*** Provided records ***
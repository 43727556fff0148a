use std::sync::Arc;

use serde::Serialize;
use tokio::sync::{broadcast, RwLock};

use crate::{
    estimate::PriceEstimator,
    market::Marketplace,
    models::{ChatMessage, PublicRequest, ServiceOrder},
    tracking::TrackingSnapshot,
};

pub const EVENT_CAPACITY: usize = 100;

#[derive(Clone)]
pub struct AppState {
    pub market: Arc<RwLock<Marketplace>>,
    pub events: broadcast::Sender<ServerEvent>,
    pub estimator: PriceEstimator,
}

impl AppState {
    pub fn new(market: Marketplace, estimator: PriceEstimator) -> Self {
        let (events, _) = broadcast::channel(EVENT_CAPACITY);
        Self {
            market: Arc::new(RwLock::new(market)),
            events,
            estimator,
        }
    }

    pub fn publish(&self, event: ServerEvent) {
        let _ = self.events.send(event);
    }
}

#[derive(Clone, Debug, Default, Serialize)]
pub struct ServerEvent {
    pub kind: String,
    pub order_id: Option<String>,
    pub status: Option<String>,
    pub provider_id: Option<String>,
    pub provider_name: Option<String>,
    pub client_id: Option<String>,
    pub request_id: Option<String>,
    pub chat_id: Option<String>,
    pub text: Option<String>,
    pub latitude: Option<f64>,
    pub longitude: Option<f64>,
    pub progress: Option<f64>,
    pub arrived: Option<bool>,
}

impl ServerEvent {
    pub fn new(kind: &str) -> Self {
        Self {
            kind: kind.to_string(),
            ..Self::default()
        }
    }

    pub fn from_order(kind: &str, order: &ServiceOrder) -> Self {
        Self {
            kind: kind.to_string(),
            order_id: Some(order.id.clone()),
            status: Some(order.status.as_str().to_string()),
            provider_id: Some(order.provider_id.clone()),
            provider_name: Some(order.provider_name.clone()),
            client_id: Some(order.client_id.clone()),
            latitude: Some(order.client_coordinates.lat),
            longitude: Some(order.client_coordinates.lng),
            ..Self::default()
        }
    }

    pub fn from_request(kind: &str, request: &PublicRequest) -> Self {
        Self {
            kind: kind.to_string(),
            request_id: Some(request.id.clone()),
            client_id: Some(request.client_id.clone()),
            latitude: Some(request.coordinates.lat),
            longitude: Some(request.coordinates.lng),
            ..Self::default()
        }
    }

    pub fn chat_message(chat_id: &str, order_id: &str, message: &ChatMessage) -> Self {
        Self {
            kind: "chat_message".to_string(),
            chat_id: Some(chat_id.to_string()),
            order_id: Some(order_id.to_string()),
            text: Some(message.text.clone()),
            ..Self::default()
        }
    }

    pub fn tracking(snapshot: &TrackingSnapshot) -> Self {
        Self {
            kind: "tracking_position".to_string(),
            order_id: Some(snapshot.order_id.clone()),
            status: Some(snapshot.status.as_str().to_string()),
            provider_id: Some(snapshot.provider_id.clone()),
            provider_name: Some(snapshot.provider_name.clone()),
            latitude: Some(snapshot.position.lat),
            longitude: Some(snapshot.position.lng),
            progress: Some(snapshot.progress),
            arrived: Some(snapshot.arrived),
            ..Self::default()
        }
    }
}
*** End of Provided records ***
* Work item:
Only those lines of the entries above that run from the line containing "#[derive(Clone)]" to the line containing "pub fn new(market: Marketplace, estimator: PriceEstimator)", both included, should be transcribed exactly.

* Task solution:
#[derive(Clone)]
pub struct AppState {
    pub market: Arc<RwLock<Marketplace>>,
    pub events: broadcast::Sender<ServerEvent>,
    pub estimator: PriceEstimator,
}

impl AppState {
    pub fn new(market: Marketplace, estimator: PriceEstimator) -> Self {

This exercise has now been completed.